Provided records section start

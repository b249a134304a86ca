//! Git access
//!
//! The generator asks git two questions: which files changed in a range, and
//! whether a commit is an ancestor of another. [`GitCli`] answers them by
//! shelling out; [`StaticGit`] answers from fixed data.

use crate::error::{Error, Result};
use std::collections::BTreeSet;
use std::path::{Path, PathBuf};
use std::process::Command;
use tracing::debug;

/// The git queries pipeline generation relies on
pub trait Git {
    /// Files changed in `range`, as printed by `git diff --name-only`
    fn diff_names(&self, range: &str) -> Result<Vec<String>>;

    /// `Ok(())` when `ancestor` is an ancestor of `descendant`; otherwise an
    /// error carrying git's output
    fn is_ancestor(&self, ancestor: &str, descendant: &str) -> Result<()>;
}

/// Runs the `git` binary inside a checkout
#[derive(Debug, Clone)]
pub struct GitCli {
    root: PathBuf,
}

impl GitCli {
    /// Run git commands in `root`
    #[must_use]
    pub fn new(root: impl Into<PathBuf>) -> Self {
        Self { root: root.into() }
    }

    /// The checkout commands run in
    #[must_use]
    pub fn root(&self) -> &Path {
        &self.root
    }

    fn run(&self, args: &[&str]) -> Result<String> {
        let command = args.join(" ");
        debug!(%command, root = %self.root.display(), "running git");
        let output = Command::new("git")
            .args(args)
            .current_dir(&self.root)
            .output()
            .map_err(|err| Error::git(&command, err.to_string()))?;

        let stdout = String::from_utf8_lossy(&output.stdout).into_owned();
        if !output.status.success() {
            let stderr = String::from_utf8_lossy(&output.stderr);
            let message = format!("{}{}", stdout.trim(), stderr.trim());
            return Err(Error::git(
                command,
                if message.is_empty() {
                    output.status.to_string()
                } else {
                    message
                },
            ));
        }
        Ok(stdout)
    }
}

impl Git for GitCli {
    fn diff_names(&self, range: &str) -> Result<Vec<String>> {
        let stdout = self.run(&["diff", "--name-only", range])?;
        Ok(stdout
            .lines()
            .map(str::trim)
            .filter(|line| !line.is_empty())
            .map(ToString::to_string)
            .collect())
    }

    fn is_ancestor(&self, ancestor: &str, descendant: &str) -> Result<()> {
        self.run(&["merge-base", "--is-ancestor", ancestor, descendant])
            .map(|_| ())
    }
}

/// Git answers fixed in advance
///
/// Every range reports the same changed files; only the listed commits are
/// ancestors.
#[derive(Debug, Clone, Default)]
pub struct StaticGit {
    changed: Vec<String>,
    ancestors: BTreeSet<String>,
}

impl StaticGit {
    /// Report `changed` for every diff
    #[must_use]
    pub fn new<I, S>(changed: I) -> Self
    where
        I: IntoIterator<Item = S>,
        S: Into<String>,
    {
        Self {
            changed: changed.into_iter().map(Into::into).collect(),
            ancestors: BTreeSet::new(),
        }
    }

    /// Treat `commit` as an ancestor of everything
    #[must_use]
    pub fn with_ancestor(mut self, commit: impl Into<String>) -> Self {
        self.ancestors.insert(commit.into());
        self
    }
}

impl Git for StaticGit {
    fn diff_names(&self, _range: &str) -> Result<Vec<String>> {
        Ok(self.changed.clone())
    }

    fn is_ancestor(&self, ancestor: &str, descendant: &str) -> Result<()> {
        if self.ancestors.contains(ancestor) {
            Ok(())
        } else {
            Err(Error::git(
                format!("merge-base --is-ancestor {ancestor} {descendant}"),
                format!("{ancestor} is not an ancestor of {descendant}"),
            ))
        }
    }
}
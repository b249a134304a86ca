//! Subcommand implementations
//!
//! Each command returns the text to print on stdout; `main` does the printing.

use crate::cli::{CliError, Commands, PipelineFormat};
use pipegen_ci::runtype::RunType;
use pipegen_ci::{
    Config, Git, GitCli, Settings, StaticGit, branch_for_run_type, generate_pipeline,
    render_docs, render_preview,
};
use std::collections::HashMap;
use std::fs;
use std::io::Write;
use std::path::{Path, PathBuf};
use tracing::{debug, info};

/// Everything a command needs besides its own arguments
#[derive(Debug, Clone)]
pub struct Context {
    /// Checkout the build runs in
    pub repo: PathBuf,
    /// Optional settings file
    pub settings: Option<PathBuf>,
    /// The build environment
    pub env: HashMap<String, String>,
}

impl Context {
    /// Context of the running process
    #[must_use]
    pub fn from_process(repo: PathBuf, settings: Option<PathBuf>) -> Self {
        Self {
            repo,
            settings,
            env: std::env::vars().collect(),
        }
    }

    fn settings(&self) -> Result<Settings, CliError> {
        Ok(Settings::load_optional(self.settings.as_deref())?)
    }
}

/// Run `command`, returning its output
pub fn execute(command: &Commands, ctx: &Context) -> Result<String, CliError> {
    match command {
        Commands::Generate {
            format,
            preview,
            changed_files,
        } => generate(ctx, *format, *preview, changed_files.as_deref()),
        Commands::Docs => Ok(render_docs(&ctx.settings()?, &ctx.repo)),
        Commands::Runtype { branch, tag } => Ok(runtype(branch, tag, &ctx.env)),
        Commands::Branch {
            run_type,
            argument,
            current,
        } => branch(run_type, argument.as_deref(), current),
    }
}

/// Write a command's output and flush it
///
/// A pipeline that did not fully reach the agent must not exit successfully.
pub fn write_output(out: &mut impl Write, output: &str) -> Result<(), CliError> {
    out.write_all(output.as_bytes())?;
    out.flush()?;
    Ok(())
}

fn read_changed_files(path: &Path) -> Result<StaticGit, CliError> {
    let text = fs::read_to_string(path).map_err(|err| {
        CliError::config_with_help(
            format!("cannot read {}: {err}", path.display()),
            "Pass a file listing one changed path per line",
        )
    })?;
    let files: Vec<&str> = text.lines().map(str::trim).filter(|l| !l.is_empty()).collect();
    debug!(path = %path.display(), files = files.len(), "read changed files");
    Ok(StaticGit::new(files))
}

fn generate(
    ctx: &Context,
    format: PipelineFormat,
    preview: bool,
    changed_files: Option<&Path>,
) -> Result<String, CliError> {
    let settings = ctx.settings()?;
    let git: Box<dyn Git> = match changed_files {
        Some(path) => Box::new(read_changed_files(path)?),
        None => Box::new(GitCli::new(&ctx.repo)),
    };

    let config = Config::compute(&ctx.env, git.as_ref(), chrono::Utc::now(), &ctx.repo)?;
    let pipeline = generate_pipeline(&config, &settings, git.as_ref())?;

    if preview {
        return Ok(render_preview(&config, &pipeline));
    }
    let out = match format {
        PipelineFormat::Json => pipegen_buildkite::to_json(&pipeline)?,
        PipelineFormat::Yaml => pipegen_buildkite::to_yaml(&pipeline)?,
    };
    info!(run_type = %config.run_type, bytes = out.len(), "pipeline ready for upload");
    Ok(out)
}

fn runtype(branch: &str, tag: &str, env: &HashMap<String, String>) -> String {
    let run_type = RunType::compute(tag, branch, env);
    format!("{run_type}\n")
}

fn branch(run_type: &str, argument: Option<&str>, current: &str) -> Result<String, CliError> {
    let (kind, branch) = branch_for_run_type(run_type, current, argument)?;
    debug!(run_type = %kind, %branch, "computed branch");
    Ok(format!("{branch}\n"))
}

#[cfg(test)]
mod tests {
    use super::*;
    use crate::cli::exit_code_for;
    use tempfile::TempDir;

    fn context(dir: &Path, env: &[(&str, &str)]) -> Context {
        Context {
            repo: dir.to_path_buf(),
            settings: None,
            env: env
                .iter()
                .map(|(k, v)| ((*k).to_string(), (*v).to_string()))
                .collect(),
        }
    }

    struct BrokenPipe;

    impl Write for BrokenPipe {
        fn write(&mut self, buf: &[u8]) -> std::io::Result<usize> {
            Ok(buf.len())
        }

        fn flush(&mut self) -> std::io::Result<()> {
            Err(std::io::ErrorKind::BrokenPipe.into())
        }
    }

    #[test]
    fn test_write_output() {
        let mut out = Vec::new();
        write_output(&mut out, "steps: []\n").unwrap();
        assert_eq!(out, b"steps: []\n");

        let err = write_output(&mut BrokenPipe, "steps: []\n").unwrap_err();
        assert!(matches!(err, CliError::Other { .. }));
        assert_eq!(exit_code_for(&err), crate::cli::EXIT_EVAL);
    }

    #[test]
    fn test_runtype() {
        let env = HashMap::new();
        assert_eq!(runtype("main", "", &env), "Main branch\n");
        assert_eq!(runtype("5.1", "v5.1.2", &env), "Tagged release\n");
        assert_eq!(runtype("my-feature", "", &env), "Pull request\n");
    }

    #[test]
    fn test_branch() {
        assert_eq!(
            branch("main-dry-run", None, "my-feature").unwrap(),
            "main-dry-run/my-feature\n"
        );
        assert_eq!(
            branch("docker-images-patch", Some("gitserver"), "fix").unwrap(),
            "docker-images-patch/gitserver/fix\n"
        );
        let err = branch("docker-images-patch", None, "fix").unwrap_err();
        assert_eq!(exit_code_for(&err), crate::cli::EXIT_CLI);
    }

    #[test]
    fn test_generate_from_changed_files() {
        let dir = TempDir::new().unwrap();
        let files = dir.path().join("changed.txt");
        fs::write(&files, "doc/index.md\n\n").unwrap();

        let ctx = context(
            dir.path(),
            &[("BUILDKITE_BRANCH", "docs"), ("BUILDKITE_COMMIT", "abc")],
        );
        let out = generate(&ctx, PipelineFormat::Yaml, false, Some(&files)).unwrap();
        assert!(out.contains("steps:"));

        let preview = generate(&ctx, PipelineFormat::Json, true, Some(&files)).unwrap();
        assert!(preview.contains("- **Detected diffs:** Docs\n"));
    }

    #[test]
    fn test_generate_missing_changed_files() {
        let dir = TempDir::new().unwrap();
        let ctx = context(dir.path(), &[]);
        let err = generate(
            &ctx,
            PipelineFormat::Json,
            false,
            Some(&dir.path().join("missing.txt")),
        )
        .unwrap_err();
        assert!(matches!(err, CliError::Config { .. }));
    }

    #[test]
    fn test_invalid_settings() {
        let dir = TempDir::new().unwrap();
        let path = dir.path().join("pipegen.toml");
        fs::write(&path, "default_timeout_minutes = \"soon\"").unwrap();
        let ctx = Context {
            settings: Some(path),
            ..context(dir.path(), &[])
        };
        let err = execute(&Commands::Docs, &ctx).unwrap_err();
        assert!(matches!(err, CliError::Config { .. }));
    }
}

Provided records section end

Task details = Lines containing the word "info": copy every one of them from the records above.

Exercise output =
use tracing::{debug, info};
    info!(run_type = %config.run_type, bytes = out.len(), "pipeline ready for upload");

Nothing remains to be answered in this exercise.